Thanks for the comment and for sharing info on Excel's cell character cap. This tutorial was targeted to the average user that likely isn't dealing with a ton of data. Excel definitely has its limitations on data volume and processing constraints.
How do I do this with grouping 2 words? This uses space delimited separation of words. I’m interested in doing this with 2 or 3 words. Themes. Notes: Word Cloud Data Tab, text to column, transpose, and pivot table.
The most effective way I've seen that done is a "lookup table"/ "reference table" that contains a list of all of the unique phrases (this is typically used with localities such as "New York", "San Francisco", etc.) that you're interested in, and then some type COUNTIF function that looks through the array and counts the number of times each phrase is found. Hope that helps!
@@adaptalytics Thanks. That seems like a good option. I took the list of words in my article and made a big column, like you did. The rows where all sequential so I grabbed the word and I anded (&&) " " and then && the next word and it gives me a 2 word column. Then I just pivot tabled it like you did. Seems like I need to learn more on making databases from webpages. Maybe I need to study webscrapping and data structures.

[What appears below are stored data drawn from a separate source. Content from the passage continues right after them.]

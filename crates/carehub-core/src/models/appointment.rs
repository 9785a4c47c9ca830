//! Canonical appointment model.

use chrono::{DateTime, FixedOffset};
use serde::{Deserialize, Serialize};
use sha2::{Digest, Sha256};

/// Where an appointment's date came from.
#[derive(Debug, Clone, Copy, Serialize, Deserialize, PartialEq, Eq, Hash)]
#[serde(rename_all = "snake_case")]
pub enum DateSource {
    /// Native store timestamp
    Timestamp,
    /// Text with time of day and UTC offset
    DetailedText,
    /// Day-only text, pinned to start of day
    DayText,
    /// Nothing usable upstream; start of today was substituted
    Defaulted,
}

impl DateSource {
    pub fn as_str(&self) -> &'static str {
        match self {
            DateSource::Timestamp => "timestamp",
            DateSource::DetailedText => "detailed_text",
            DateSource::DayText => "day_text",
            DateSource::Defaulted => "defaulted",
        }
    }

    pub fn from_str(s: &str) -> Option<Self> {
        match s {
            "timestamp" => Some(DateSource::Timestamp),
            "detailed_text" => Some(DateSource::DetailedText),
            "day_text" => Some(DateSource::DayText),
            "defaulted" => Some(DateSource::Defaulted),
            _ => None,
        }
    }
}

/// A normalized appointment.
#[derive(Debug, Clone, Serialize, Deserialize, PartialEq)]
pub struct Appointment {
    /// Store document id (merge key)
    pub id: String,
    /// Human-facing business code
    pub appointment_code: String,
    /// Patient reference
    pub patient_id: String,
    /// Doctor reference
    pub doctor_id: String,
    /// Reason for visit
    pub description: String,
    /// Visit status as given upstream (scheduled, completed, cancelled)
    pub status: String,
    /// Billing status as given upstream (pending, cancelled, paid, ...)
    pub billing_status: String,
    /// Billed amount, absent until billed
    pub amount: Option<f64>,
    /// Visit date in the reporting calendar
    pub date: DateTime<FixedOffset>,
    /// How `date` was resolved
    pub date_source: DateSource,
    pub doctors_notes: Option<String>,
    /// Opaque prescription identifier
    pub prescription_reference: Option<String>,
    /// Direct link to an uploaded prescription file
    pub prescription_url: Option<String>,
    pub follow_up_required: Option<bool>,
    pub follow_up_date: Option<DateTime<FixedOffset>>,
}

impl Appointment {
    /// Create a locally scheduled appointment.
    pub fn new(
        patient_id: String,
        doctor_id: String,
        description: String,
        date: DateTime<FixedOffset>,
    ) -> Self {
        let id = uuid::Uuid::new_v4();
        let code = id.simple().to_string()[..8].to_uppercase();
        Self {
            id: id.to_string(),
            appointment_code: format!("APT-{}", code),
            patient_id,
            doctor_id,
            description,
            status: "scheduled".into(),
            billing_status: "pending".into(),
            amount: None,
            date,
            date_source: DateSource::Timestamp,
            doctors_notes: None,
            prescription_reference: None,
            prescription_url: None,
            follow_up_required: None,
            follow_up_date: None,
        }
    }

    /// Status lowercased for grouping.
    pub fn canonical_status(&self) -> String {
        self.status.to_lowercase()
    }

    /// Billing status is compared case-sensitively.
    pub fn is_billing_cancelled(&self) -> bool {
        self.billing_status == "cancelled"
    }

    /// True when the date was fabricated at ingestion.
    pub fn has_defaulted_date(&self) -> bool {
        self.date_source == DateSource::Defaulted
    }

    /// Serialize to canonical JSON for content hashing.
    pub fn to_canonical_json(&self) -> Result<String, serde_json::Error> {
        serde_json::to_string(self)
    }

    /// SHA-256 of the canonical JSON, hex encoded.
    pub fn content_hash(&self) -> Result<String, serde_json::Error> {
        let json = self.to_canonical_json()?;
        let mut hasher = Sha256::new();
        hasher.update(json.as_bytes());
        Ok(hex::encode(hasher.finalize()))
    }
}

#[cfg(test)]
mod tests {
    use super::*;
    use chrono::TimeZone;

    fn date() -> DateTime<FixedOffset> {
        FixedOffset::east_opt(0)
            .unwrap()
            .with_ymd_and_hms(2024, 3, 5, 9, 30, 0)
            .unwrap()
    }

    #[test]
    fn test_new_appointment() {
        let appt = Appointment::new("p-1".into(), "d-1".into(), "Checkup".into(), date());
        assert_eq!(appt.id.len(), 36);
        assert!(appt.appointment_code.starts_with("APT-"));
        assert_eq!(appt.appointment_code.len(), 12);
        assert_eq!(appt.status, "scheduled");
        assert_eq!(appt.billing_status, "pending");
        assert!(!appt.has_defaulted_date());
    }

    #[test]
    fn test_billing_cancelled_is_case_sensitive() {
        let mut appt = Appointment::new("p".into(), "d".into(), "x".into(), date());
        appt.billing_status = "Cancelled".into();
        assert!(!appt.is_billing_cancelled());
        appt.billing_status = "cancelled".into();
        assert!(appt.is_billing_cancelled());
    }

    #[test]
    fn test_content_hash_tracks_changes() {
        let mut appt = Appointment::new("p".into(), "d".into(), "x".into(), date());
        let before = appt.content_hash().unwrap();
        assert_eq!(before, appt.content_hash().unwrap());
        assert_eq!(before.len(), 64);

        appt.status = "completed".into();
        assert_ne!(before, appt.content_hash().unwrap());
    }

    #[test]
    fn test_date_source_round_trip() {
        for source in [
            DateSource::Timestamp,
            DateSource::DetailedText,
            DateSource::DayText,
            DateSource::Defaulted,
        ] {
            assert_eq!(DateSource::from_str(source.as_str()), Some(source));
        }
        assert_eq!(DateSource::from_str("bogus"), None);
    }
}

thank you for posting this. How to do this with sentences in the row and with like a million data records? Need a paragraph but cell character limit sets in after 250 rows.
If you've got a million records then Excel probably isn't the best tool for you. I'd recommend something like Rapid Miner (UI-based) or Python (code-based).
The formula at 4:36 was an error. :-( The intent was to create two calculations - the first (column C) is a running cumulative that sums all values in the pivot table as it moves down the page. The second (column D) divides the cumulative on each row by the absolute total at the bottom of the pivot table. This second calculation is what computes the value needed to create the Pareto principle: "X% of the dataset makes up Y% of the total" - this is what I reference at 5:44 and eventually get to by 6:32 - "there are 1,000 unique words and 117 of them constitute half (50%) of total words in the data set". This is the Pareto principle. The Pareto principle is easiest understood when analyzing tax dollars paid into any government - it's often that 5% of the taxpayers pay 80% of the total tax dollars. Hope helps clarify things!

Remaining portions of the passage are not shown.